The guidance Daniels provides will send chills up your spine. He identifies the following initiatives:

  • "Delayering" management levels to streamline organizations.
  • Reducing erroneous payments to beneficiaries and other recipients of government funds.
  • Making greater use of performance-based contracts.
  • Expanding the application of online procurement and other e-government services and information.
  • Expanding A-76 competitions and creating more accurate 1998 Federal Activities Inventory Reform Act inventories.

"The president envisions a government that has a citizen-based focus, and is results-oriented and, where practicable, market-driven," Daniels said.
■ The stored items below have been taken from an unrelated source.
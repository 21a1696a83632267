// THEORY:
// The detector is a YOLOv8 model exported to ONNX and run through OpenCV's DNN
// module. The engine only sees the `Detector` trait; everything model-specific
// (input size, output layout, class names, non-maximum suppression) stays here.
//
// YOLOv8 emits one tensor of shape [1, 4 + classes, candidates]. Column `i` holds
// the box center, width and height in input pixels followed by one score per
// class. There is no separate objectness score.

use hazard_vision::config::ComputeDevice;
use hazard_vision::error::DetectorError;
use hazard_vision::{BoundingBox, Detection, Detector};
use opencv::{
    core::{self, Mat, Rect, Scalar, Size, Vector},
    dnn,
    prelude::*,
};
use std::path::Path;
use tracing::info;

use crate::cv_frame::CvFrame;

const INPUT_SIZE: i32 = 640;
const CANDIDATE_SCORE_FLOOR: f32 = 0.25;
const NMS_IOU_THRESHOLD: f32 = 0.45;

pub const COCO_CLASSES: [&str; 80] = [
    "person", "bicycle", "car", "motorcycle", "airplane", "bus", "train", "truck", "boat", "traffic light",
    "fire hydrant", "stop sign", "parking meter", "bench", "bird", "cat", "dog", "horse", "sheep", "cow",
    "elephant", "bear", "zebra", "giraffe", "backpack", "umbrella", "handbag", "tie", "suitcase", "frisbee",
    "skis", "snowboard", "sports ball", "kite", "baseball bat", "baseball glove", "skateboard", "surfboard",
    "tennis racket", "bottle", "wine glass", "cup", "fork", "knife", "spoon", "bowl", "banana", "apple",
    "sandwich", "orange", "broccoli", "carrot", "hot dog", "pizza", "donut", "cake", "chair", "couch",
    "potted plant", "bed", "dining table", "toilet", "tv", "laptop", "mouse", "remote", "keyboard",
    "cell phone", "microwave", "oven", "toaster", "sink", "refrigerator", "book", "clock", "vase",
    "scissors", "teddy bear", "hair drier", "toothbrush",
];

pub struct YoloDetector {
    net: dnn::Net,
    output_names: Vector<String>,
}

fn detector_error(e: opencv::Error) -> DetectorError {
    DetectorError(e.to_string())
}

impl YoloDetector {
    pub fn load(model_path: &Path, device: ComputeDevice) -> Result<Self, DetectorError> {
        info!(model = %model_path.display(), ?device, "loading detection model");
        let path = model_path
            .to_str()
            .ok_or_else(|| DetectorError(format!("model path is not UTF-8: {}", model_path.display())))?;
        let mut net = dnn::read_net_from_onnx(path).map_err(detector_error)?;

        let (backend, target) = match device {
            ComputeDevice::Cpu => (dnn::DNN_BACKEND_OPENCV, dnn::DNN_TARGET_CPU),
            ComputeDevice::Cuda => (dnn::DNN_BACKEND_CUDA, dnn::DNN_TARGET_CUDA),
        };
        net.set_preferable_backend(backend).map_err(detector_error)?;
        net.set_preferable_target(target).map_err(detector_error)?;

        let output_names = net.get_unconnected_out_layers_names().map_err(detector_error)?;
        Ok(Self { net, output_names })
    }

    fn infer(&mut self, frame: &Mat) -> opencv::Result<Vec<Detection>> {
        let blob = dnn::blob_from_image(
            frame,
            1.0 / 255.0,
            Size::new(INPUT_SIZE, INPUT_SIZE),
            Scalar::default(),
            true,
            false,
            core::CV_32F,
        )?;
        self.net.set_input(&blob, "", 1.0, Scalar::default())?;

        let mut outputs: Vector<Mat> = Vector::new();
        self.net.forward(&mut outputs, &self.output_names)?;
        let output = outputs.get(0)?;
        let data = output.data_typed::<f32>()?;

        let rows = 4 + COCO_CLASSES.len();
        let candidates = data.len() / rows;
        let scale_x = frame.cols() as f32 / INPUT_SIZE as f32;
        let scale_y = frame.rows() as f32 / INPUT_SIZE as f32;

        let mut boxes: Vector<Rect> = Vector::new();
        let mut scores: Vector<f32> = Vector::new();
        let mut classes = Vec::new();
        for i in 0..candidates {
            let at = |row: usize| data[row * candidates + i];
            let (class_id, score) = (0..COCO_CLASSES.len())
                .map(|c| (c, at(4 + c)))
                .fold((0, f32::MIN), |best, cur| if cur.1 > best.1 { cur } else { best });
            if score < CANDIDATE_SCORE_FLOOR {
                continue;
            }

            let (cx, cy, w, h) = (at(0), at(1), at(2), at(3));
            boxes.push(Rect::new(
                ((cx - w / 2.0) * scale_x) as i32,
                ((cy - h / 2.0) * scale_y) as i32,
                (w * scale_x) as i32,
                (h * scale_y) as i32,
            ));
            scores.push(score);
            classes.push(class_id);
        }

        let mut keep: Vector<i32> = Vector::new();
        dnn::nms_boxes(&boxes, &scores, CANDIDATE_SCORE_FLOOR, NMS_IOU_THRESHOLD, &mut keep, 1.0, 0)?;

        let mut detections = Vec::with_capacity(keep.len());
        for index in keep {
            let index = index as usize;
            let rect = boxes.get(index)?;
            detections.push(Detection::new(
                COCO_CLASSES[classes[index]],
                scores.get(index)?,
                BoundingBox::new(rect.x, rect.y, rect.x + rect.width, rect.y + rect.height),
            ));
        }
        Ok(detections)
    }
}

impl Detector<CvFrame> for YoloDetector {
    fn detect(&mut self, frame: &CvFrame) -> Result<Vec<Detection>, DetectorError> {
        self.infer(&frame.0).map_err(detector_error)
    }
}
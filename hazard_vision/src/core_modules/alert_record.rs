// THEORY:
// An `AlertRecord` is the append-only unit of the alert log, and this module owns
// its one textual encoding. Writer and reader both go through here so they cannot
// drift apart.
//
// The line shape is fixed and stays greppable:
//
//     [HH:MM:SS] ZONE=<zone> | NIVEAU=<level> | SCORE=<int> | OBJETS=['a', 'b']
//
// Fields are parsed from the right, so a zone name is the only field allowed to
// contain the separator. Hazard labels are written as quoted, escaped literals
// in the style of a Python list repr, which is what older deployments wrote.

use std::fmt;
use std::iter::Peekable;
use std::str::Chars;

use chrono::NaiveTime;

use crate::core_modules::detection::HazardSet;
use crate::core_modules::risk_model::RiskLevel;
use crate::error::RecordParseError;

pub const FIELD_SEPARATOR: &str = " | ";
const TIME_FORMAT: &str = "%H:%M:%S";

/// One persisted alert.
#[derive(Debug, Clone, PartialEq, Eq)]
pub struct AlertRecord {
    /// Local time of day of the write, second precision.
    pub timestamp: NaiveTime,
    pub zone: String,
    pub level: RiskLevel,
    pub score: u32,
    /// Hazard labels in detection order.
    pub hazards: Vec<String>,
}

impl AlertRecord {
    /// Decodes one log line. A trailing newline is accepted.
    pub fn parse_line(line: &str) -> Result<Self, RecordParseError> {
        let line = line.trim_end_matches(['\r', '\n']);
        let (time, rest) = line
            .strip_prefix('[')
            .and_then(|l| l.split_once("] "))
            .ok_or(RecordParseError::MissingTimestamp)?;
        let timestamp = NaiveTime::parse_from_str(time, TIME_FORMAT)
            .map_err(|_| RecordParseError::InvalidTimestamp(time.to_string()))?;

        let mut fields = rest.rsplitn(4, FIELD_SEPARATOR);
        let hazards = field(fields.next(), "OBJETS")?;
        let score = field(fields.next(), "SCORE")?;
        let level = field(fields.next(), "NIVEAU")?;
        let zone = field(fields.next(), "ZONE")?;

        Ok(Self {
            timestamp,
            zone: zone.to_string(),
            level: level.parse()?,
            score: score
                .trim()
                .parse()
                .map_err(|_| RecordParseError::InvalidScore(score.to_string()))?,
            hazards: parse_hazards(hazards)?,
        })
    }
}

impl fmt::Display for AlertRecord {
    fn fmt(&self, f: &mut fmt::Formatter<'_>) -> fmt::Result {
        write!(
            f,
            "[{}] ZONE={}{sep}NIVEAU={}{sep}SCORE={}{sep}OBJETS={}",
            self.timestamp.format(TIME_FORMAT),
            self.zone,
            self.level.token(),
            self.score,
            HazardSet::from(self.hazards.clone()),
            sep = FIELD_SEPARATOR,
        )
    }
}

fn field<'a>(raw: Option<&'a str>, key: &'static str) -> Result<&'a str, RecordParseError> {
    raw.and_then(|r| r.strip_prefix(key))
        .and_then(|r| r.strip_prefix('='))
        .ok_or(RecordParseError::MissingField(key))
}

/// Writes `label` as a quoted literal. Single quotes are used unless the label
/// holds a single quote and no double quote. Backslashes, the quote in use and
/// control characters are backslash-escaped, and `|` is written as `\x7c` so a
/// label can never produce a field separator.
pub(crate) fn write_quoted<W: fmt::Write>(out: &mut W, label: &str) -> fmt::Result {
    let quote = if label.contains('\'') && !label.contains('"') { '"' } else { '\'' };
    out.write_char(quote)?;
    for c in label.chars() {
        match c {
            '\\' => out.write_str("\\\\")?,
            '\n' => out.write_str("\\n")?,
            '\r' => out.write_str("\\r")?,
            '\t' => out.write_str("\\t")?,
            c if c == quote => {
                out.write_char('\\')?;
                out.write_char(c)?;
            }
            c if c.is_ascii_control() || c == '|' => write!(out, "\\x{:02x}", c as u32)?,
            c => out.write_char(c)?,
        }
    }
    out.write_char(quote)
}

fn parse_hazards(raw: &str) -> Result<Vec<String>, RecordParseError> {
    let invalid = || RecordParseError::InvalidHazards(raw.to_string());
    let inner = raw
        .trim()
        .strip_prefix('[')
        .and_then(|r| r.strip_suffix(']'))
        .ok_or_else(invalid)?;

    let mut chars = inner.chars().peekable();
    let mut labels = Vec::new();
    loop {
        skip_spaces(&mut chars);
        let quote = match chars.next() {
            None => break,
            Some(quote @ ('\'' | '"')) => quote,
            Some(_) => return Err(invalid()),
        };
        labels.push(read_quoted(&mut chars, quote).ok_or_else(invalid)?);

        skip_spaces(&mut chars);
        match chars.next() {
            None => break,
            Some(',') => {}
            Some(_) => return Err(invalid()),
        }
    }
    Ok(labels)
}

fn skip_spaces(chars: &mut Peekable<Chars<'_>>) {
    while chars.next_if(|c| c.is_whitespace()).is_some() {}
}

/// Reads up to and including the closing `quote`, undoing `write_quoted`.
fn read_quoted(chars: &mut Peekable<Chars<'_>>, quote: char) -> Option<String> {
    let mut label = String::new();
    loop {
        match chars.next()? {
            c if c == quote => return Some(label),
            '\\' => label.push(match chars.next()? {
                'n' => '\n',
                'r' => '\r',
                't' => '\t',
                'x' => {
                    let hex: String = chars.by_ref().take(2).collect();
                    char::from_u32(u32::from_str_radix(&hex, 16).ok()?)?
                }
                other => other,
            }),
            c => label.push(c),
        }
    }
}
To underscore this emphasis, agencies are being asked to expand their A-76 competition. Most of you know that OMB circular A-76 advocates the outsourcing of federal jobs. With outsourcing, private firms and federal workers compete for specific agency functions, with the work going to the lowest bidder. The process could be rigged to favor private firms or feds, depending on who's doing the rigging.

About 850,000 jobs could be subject to A-76 competitions, and while campaigning, Bush said he would require A-76 competitions for up to half of those jobs. What's not obvious is whether the competition will be rigged to favor private firms. Virtually all of the Cabinet heads that Bush has appointed came from the private sector and could favor the private sector. That could mean bad news for feds — you can't outsource government jobs and "delayer" managerial ranks entirely through attrition. If Bush is serious about this, reductions in force will be required, which spells trouble for feds with a capital R.

The approach is like the early Reagan years, when federal heads were placed on the chopping block in the name of efficiency. Never mind that this crew ran up the largest budget deficits ever seen — they knew what they were doing; they were private-sector mavens. I'm hoping that the Bush team is smarter than the Reagan crew or, for that matter, the private-sector dot-com mavens of 1997 who are now out of work. Running the federal government isn't easy — let's hope the Bush team realizes that quickly.